If an entity wishes to change its accounting period, it must obtain written approval from the Commercial Registration Department and the Revenue Department.
Books of Accounts
The Accounts Act of 2000 prescribes the regulations regarding the keeping of books of accounts and supporting documents.
The Act also stipulates the qualifications of the bookkeeper, who must be a Thai resident, proficient in the Thai language, and a graduate from high-vocational school or university with the minimum of a Bachelor Degree in Accounting.
The Civil and Commercial Code also provides general rules on the accounts that must be maintained.
Recording of accounting entries may be done in the English language, but there should be appended a Thai language translation. All accounting entries must be written in ink, typewritten or printed. Computerised accounting systems are supposed to be registered with the Ministry of Commerce and the Revenue Department.
Generally, the accounting principles promulgated in the International Financial Reporting Standards are followed in Thailand. In addition, accounting methods and conventions sanctioned by law are considered as generally accepted accounting practices. The Federation of Accounting Professions is the authoritative body promoting the application of generally accepted accounting principles.
Certain accounting principles, which are adopted by a business entity, must be followed consistently and may be changed only with the approval of the Revenue Department. Such accounting principles include depreciation, statutory reserves, stock, dividends, consolidation, expenses paid out of net profits and accounting for pension plans.
All business entities including companies, partnerships, branch offices, representative offices and joint ventures are required to prepare profit and loss accounts and balance sheets on an annual basis, and have them audited. The auditor’s report must state whether the accounts have been properly prepared in accordance with the Accounting Regulations and whether these give a true and fair view.
Appointment of Auditors
Each business enterprise is required to appoint independent auditors who are registered Certified Public Accountants in Thailand. Certified Public Accountants are registered and issued with licences by the Ministry of Commerce.
The Auditors are appointed at the Annual General Meeting of Shareholders (AGM) to serve until the next AGM. The AGM is also required to set the Auditor’s remuneration. Although the auditor must be independent, the Civil and Commercial Code allows a company to appoint a shareholder as an Auditor if he possesses the requisite qualifications.
All business entities are required to file one set of their audited financial statements, together with an annual corporate income tax return and statement of director/manager with the Revenue Department within 150 days of their financial year end.

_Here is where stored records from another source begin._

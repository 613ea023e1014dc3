use anyhow::{Context, anyhow};
use clap::ArgMatches;
use colored::Colorize;
use indicatif::{ProgressBar, ProgressStyle};
use siteaudit_core::events::{AuditEvent, EventBus, EventKind};
use siteaudit_core::list::audit_list;
use siteaudit_core::report::{ReportFormat, generate_page_report, render_report, save_report};
use siteaudit_core::{
    AuditConfig, AuditOptions, Checks, CrawlRequest, CrawlState, Crawler, PageAuditor, PageResult,
};
use siteaudit_scanner::HttpRenderer;
use std::fs;
use std::path::PathBuf;
use std::sync::Arc;
use std::time::Duration;
use tracing::{info, warn};
use url::Url;
use uuid::Uuid;

/// Load URLs from a hosts file if given, otherwise from the `--url` values
pub fn load_urls_from_source(
    urls: &[Url],
    hosts_file: Option<&PathBuf>,
) -> Result<Vec<String>, String> {
    if let Some(hosts_file_path) = hosts_file {
        load_urls_from_file(hosts_file_path)
    } else if !urls.is_empty() {
        Ok(urls.iter().map(|url| url.as_str().to_string()).collect())
    } else {
        Err("Either --url or --hosts-file must be provided".to_string())
    }
}

/// Load and parse URLs from a file
pub fn load_urls_from_file(path: &PathBuf) -> Result<Vec<String>, String> {
    let content = fs::read_to_string(path)
        .map_err(|e| format!("Failed to read hosts file {}: {}", path.display(), e))?;

    let urls: Vec<String> = content
        .lines()
        .filter(|line| !line.trim().is_empty())
        .filter_map(|line| parse_url_line(line.trim()))
        .collect();

    if urls.is_empty() {
        return Err(format!("No valid URLs found in {}", path.display()));
    }

    Ok(urls)
}

/// Parse a single line as a URL, adding http:// when it has no scheme
pub fn parse_url_line(line: &str) -> Option<String> {
    let candidate = if line.contains("://") {
        line.to_string()
    } else {
        format!("http://{}", line)
    };

    match Url::parse(&candidate) {
        Ok(url) if url.host_str().is_some() => Some(candidate),
        _ => {
            eprintln!("{} Skipping invalid URL '{}'", "⚠".yellow(), line);
            None
        }
    }
}

/// Start from `base` and turn off every check named by `--skip`
pub fn checks_from_args(base: Checks, args: &ArgMatches) -> Checks {
    args.get_many::<String>("skip")
        .into_iter()
        .flatten()
        .fold(base, |checks, name| checks.without(name))
}

pub fn keywords_from_args(args: &ArgMatches) -> Vec<String> {
    args.get_many::<String>("keyword")
        .into_iter()
        .flatten()
        .map(|phrase| phrase.trim().to_string())
        .filter(|phrase| !phrase.is_empty())
        .collect()
}

fn format_from_args(args: &ArgMatches) -> ReportFormat {
    args.get_one::<String>("format")
        .and_then(|f| ReportFormat::from_str(f))
        .unwrap_or(ReportFormat::Text)
}

fn timeout_from_args(args: &ArgMatches) -> Duration {
    Duration::from_secs(*args.get_one::<u64>("timeout").unwrap_or(&30))
}

pub fn print_banner() {
    let rule = "═".repeat(60);
    eprintln!("{}", rule.bright_blue().bold());
    eprintln!(
        "{}",
        format!("  SITEAUDIT v{}", env!("CARGO_PKG_VERSION"))
            .bright_white()
            .bold()
    );
    eprintln!("{}", rule.bright_blue().bold());
}

#[derive(Debug, Clone, Copy, PartialEq, Eq)]
pub enum InterruptAction {
    /// Ask the crawl to stop and keep the pages already audited.
    Cancel,
    /// Exit immediately without waiting for pages in flight.
    Abort,
}

/// What the `n`th Ctrl-C during a crawl does.
pub fn interrupt_action(n: usize) -> InterruptAction {
    if n <= 1 {
        InterruptAction::Cancel
    } else {
        InterruptAction::Abort
    }
}

fn spinner(quiet: bool) -> anyhow::Result<ProgressBar> {
    if quiet {
        return Ok(ProgressBar::hidden());
    }

    let spinner = ProgressBar::new_spinner();
    spinner.set_style(ProgressStyle::default_spinner().template("{spinner:.cyan} {msg}")?);
    spinner.enable_steady_tick(Duration::from_millis(100));
    Ok(spinner)
}

pub async fn handle_crawl(args: &ArgMatches, quiet: bool) -> anyhow::Result<()> {
    let url = args
        .get_one::<Url>("url")
        .ok_or_else(|| anyhow!("--url is required"))?;

    let mut config = AuditConfig::from_env().with_page_timeout(timeout_from_args(args));
    if let Some(threads) = args.get_one::<usize>("threads") {
        config = config.with_workers(*threads);
    }
    if let Some(max_pages) = args.get_one::<usize>("max-pages") {
        config = config.with_page_cap(*max_pages);
    }

    let checks = checks_from_args(Checks::all(), args);
    let keywords = keywords_from_args(args);
    let format = format_from_args(args);
    let output = args.get_one::<PathBuf>("output");

    let task_id = Uuid::new_v4().to_string();
    let bus = EventBus::default();
    let renderer = Arc::new(HttpRenderer::new().context("Failed to build HTTP client")?);
    let crawler = Crawler::new(renderer, config.clone()).with_events(bus.clone());

    if !quiet {
        eprintln!(
            "\n{} Crawling {} ({} workers, up to {} pages)\n",
            "→".blue(),
            url.as_str().bright_white(),
            config.workers,
            config.page_cap
        );
    }

    let progress = spinner(quiet)?;
    progress.set_message("starting");

    let progress_task = {
        let mut subscription = bus.subscribe(&task_id);
        let progress = progress.clone();
        tokio::spawn(async move {
            while let Some(event) = subscription.recv().await {
                if event.event != EventKind::Page {
                    continue;
                }
                progress.set_message(format!(
                    "{} pages | {}",
                    event.total().unwrap_or(0),
                    event.url().unwrap_or("")
                ));
            }
        })
    };

    let cancel_task = {
        let bus = bus.clone();
        let task_id = task_id.clone();
        let progress = progress.clone();
        tokio::spawn(async move {
            let mut interrupts = 0;
            while tokio::signal::ctrl_c().await.is_ok() {
                interrupts += 1;
                match interrupt_action(interrupts) {
                    InterruptAction::Cancel => {
                        progress.set_message("cancelling, waiting for pages in flight");
                        info!("Interrupt received, cancelling crawl {}", task_id);
                        bus.publish(AuditEvent::cancel(&task_id));
                    }
                    InterruptAction::Abort => {
                        progress.abandon();
                        warn!("Second interrupt received, aborting crawl {}", task_id);
                        std::process::exit(130);
                    }
                }
            }
        })
    };

    let request = CrawlRequest::new(url.as_str())
        .with_keywords(keywords)
        .with_checks(checks)
        .with_task_id(task_id.clone());
    let result = crawler.crawl(request).await;

    cancel_task.abort();
    progress_task.abort();
    progress.finish_and_clear();

    let report = result?;

    if !quiet {
        let marker = match report.state {
            CrawlState::Cancelled => "⚠".yellow().bold(),
            _ => "✓".green().bold(),
        };
        eprintln!(
            "{} Crawl {}: {} pages, {} warnings\n",
            marker,
            report.state.as_str(),
            report.pages.len(),
            report.warning_total()
        );
    }

    let rendered = render_report(&report, format)?;

    match output {
        Some(path) => {
            save_report(&rendered, path)
                .with_context(|| format!("Failed to write report to {}", path.display()))?;
            if !quiet {
                eprintln!("{} Report saved to {}", "✓".green().bold(), path.display());
            }
        }
        None => print!("{}", rendered),
    }

    Ok(())
}

pub async fn handle_page(args: &ArgMatches) -> anyhow::Result<()> {
    let url = args
        .get_one::<Url>("url")
        .ok_or_else(|| anyhow!("--url is required"))?;

    let config = AuditConfig::from_env();
    let checked_paths: Vec<String> = args
        .get_many::<String>("checked-path")
        .into_iter()
        .flatten()
        .cloned()
        .collect();
    let options = AuditOptions::new(keywords_from_args(args), checks_from_args(Checks::all(), args))
        .with_checked_paths(checked_paths);

    let auditor = PageAuditor::new(
        Arc::new(HttpRenderer::new().context("Failed to build HTTP client")?),
        Arc::new(config.link_verifier()?),
        timeout_from_args(args),
    );

    let result = auditor.audit_url(url.as_str(), &options).await?;
    print_page_result(&result, format_from_args(args))
}

pub async fn handle_list(args: &ArgMatches, quiet: bool) -> anyhow::Result<()> {
    let urls: Vec<Url> = args
        .get_many::<Url>("url")
        .into_iter()
        .flatten()
        .cloned()
        .collect();
    let urls = load_urls_from_source(&urls, args.get_one::<PathBuf>("hosts-file"))
        .map_err(anyhow::Error::msg)?;

    let mut config = AuditConfig::from_env();
    if let Some(tabs) = args.get_one::<usize>("tabs") {
        config = config.with_list_tabs(*tabs);
    }

    let mut base = Checks::list_defaults();
    if args.get_flag("links") {
        base.links = true;
    }
    let options = AuditOptions::new(keywords_from_args(args), checks_from_args(base, args));
    let format = format_from_args(args);

    if !quiet {
        eprintln!(
            "{} Auditing {} pages in {} lanes",
            "→".blue(),
            urls.len(),
            config.list_tabs
        );
    }

    let auditor = Arc::new(PageAuditor::new(
        Arc::new(HttpRenderer::new().context("Failed to build HTTP client")?),
        Arc::new(config.link_verifier()?),
        timeout_from_args(args),
    ));

    let mut results = audit_list(auditor, urls, options, config.list_tabs);
    while let Some(result) = results.recv().await {
        print_page_result(&result, format)?;
    }

    Ok(())
}

fn print_page_result(result: &PageResult, format: ReportFormat) -> anyhow::Result<()> {
    match format {
        ReportFormat::Json => println!("{}", serde_json::to_string(result)?),
        ReportFormat::Text => print!("{}", generate_page_report(result)),
    }
    Ok(())
}
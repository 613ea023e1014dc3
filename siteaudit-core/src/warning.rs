use serde::{Deserialize, Serialize};
use std::collections::BTreeMap;
use std::fmt;

#[derive(Debug, Clone, Copy, PartialEq, Eq, PartialOrd, Ord, Hash, Serialize, Deserialize)]
#[serde(rename_all = "snake_case")]
pub enum WarningType {
    H1Missing,
    H1Multiple,
    H1Duplicate,
    TitleMissing,
    TitleTooShort,
    TitleTooLong,
    TitleDuplicate,
    MetaDescriptionMissing,
    MetaDescriptionTooShort,
    MetaDescriptionTooLong,
    LinksBroken,
    HttpsToHttpLinks,
    KeywordsMissing,
}

impl WarningType {
    pub const ALL: [WarningType; 13] = [
        WarningType::H1Missing,
        WarningType::H1Multiple,
        WarningType::H1Duplicate,
        WarningType::TitleMissing,
        WarningType::TitleTooShort,
        WarningType::TitleTooLong,
        WarningType::TitleDuplicate,
        WarningType::MetaDescriptionMissing,
        WarningType::MetaDescriptionTooShort,
        WarningType::MetaDescriptionTooLong,
        WarningType::LinksBroken,
        WarningType::HttpsToHttpLinks,
        WarningType::KeywordsMissing,
    ];

    pub fn as_str(&self) -> &'static str {
        match self {
            WarningType::H1Missing => "h1_missing",
            WarningType::H1Multiple => "h1_multiple",
            WarningType::H1Duplicate => "h1_duplicate",
            WarningType::TitleMissing => "title_missing",
            WarningType::TitleTooShort => "title_too_short",
            WarningType::TitleTooLong => "title_too_long",
            WarningType::TitleDuplicate => "title_duplicate",
            WarningType::MetaDescriptionMissing => "meta_description_missing",
            WarningType::MetaDescriptionTooShort => "meta_description_too_short",
            WarningType::MetaDescriptionTooLong => "meta_description_too_long",
            WarningType::LinksBroken => "links_broken",
            WarningType::HttpsToHttpLinks => "https_to_http_links",
            WarningType::KeywordsMissing => "keywords_missing",
        }
    }

    pub fn parse(s: &str) -> Option<Self> {
        Self::ALL.into_iter().find(|kind| kind.as_str() == s)
    }
}

impl fmt::Display for WarningType {
    fn fmt(&self, f: &mut fmt::Formatter<'_>) -> fmt::Result {
        f.write_str(self.as_str())
    }
}

/// One occurrence of a warning: the page URL first, then context.
pub type Evidence = Vec<String>;

/// Warnings grouped by type, one evidence list per occurrence.
///
/// Keyed by an ordered map so identical input always serializes to
/// identical bytes.
#[derive(Debug, Clone, Default, PartialEq, Eq, Serialize, Deserialize)]
#[serde(transparent)]
pub struct WarningMap(BTreeMap<WarningType, Vec<Evidence>>);

impl WarningMap {
    pub fn new() -> Self {
        Self::default()
    }

    pub fn push(&mut self, kind: WarningType, evidence: Evidence) {
        self.0.entry(kind).or_default().push(evidence);
    }

    /// Append every occurrence from `other` after the ones already held.
    pub fn extend(&mut self, other: WarningMap) {
        for (kind, occurrences) in other.0 {
            self.0.entry(kind).or_default().extend(occurrences);
        }
    }

    pub fn get(&self, kind: WarningType) -> &[Evidence] {
        self.0.get(&kind).map(Vec::as_slice).unwrap_or(&[])
    }

    pub fn contains(&self, kind: WarningType) -> bool {
        !self.get(kind).is_empty()
    }

    pub fn is_empty(&self) -> bool {
        self.0.values().all(Vec::is_empty)
    }

    /// Number of evidence entries across all types.
    pub fn total(&self) -> usize {
        self.0.values().map(Vec::len).sum()
    }

    pub fn kinds(&self) -> impl Iterator<Item = WarningType> + '_ {
        self.0.keys().copied()
    }

    pub fn iter(&self) -> impl Iterator<Item = (WarningType, &[Evidence])> + '_ {
        self.0.iter().map(|(kind, list)| (*kind, list.as_slice()))
    }

    /// Concatenate many maps in iteration order.
    pub fn flatten<'a, I>(maps: I) -> WarningMap
    where
        I: IntoIterator<Item = &'a WarningMap>,
    {
        let mut merged = WarningMap::new();
        for map in maps {
            merged.extend(map.clone());
        }
        merged
    }

    /// Regroup occurrences by the page URL they were recorded for.
    pub fn split_by_page(&self) -> BTreeMap<String, WarningMap> {
        let mut pages: BTreeMap<String, WarningMap> = BTreeMap::new();

        for (kind, occurrences) in &self.0 {
            for evidence in occurrences {
                let Some(page) = evidence.first() else {
                    continue;
                };
                pages
                    .entry(page.clone())
                    .or_default()
                    .push(*kind, evidence.clone());
            }
        }

        pages
    }
}

impl FromIterator<(WarningType, Evidence)> for WarningMap {
    fn from_iter<I: IntoIterator<Item = (WarningType, Evidence)>>(iter: I) -> Self {
        let mut map = WarningMap::new();
        for (kind, evidence) in iter {
            map.push(kind, evidence);
        }
        map
    }
}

Companies, partnerships and branches of foreign corporations are required to file two sets of their audited financial statements and a statutory annual return with the Companies’ Registration Department within five months of their financial year-end. Companies are also required to include reference to the AGM that approved the financial statements and a copy of the list of shareholders of the company as at the date of the AGM. Failure to fulfil these requirements may result in a fine of up to 70,000 Baht.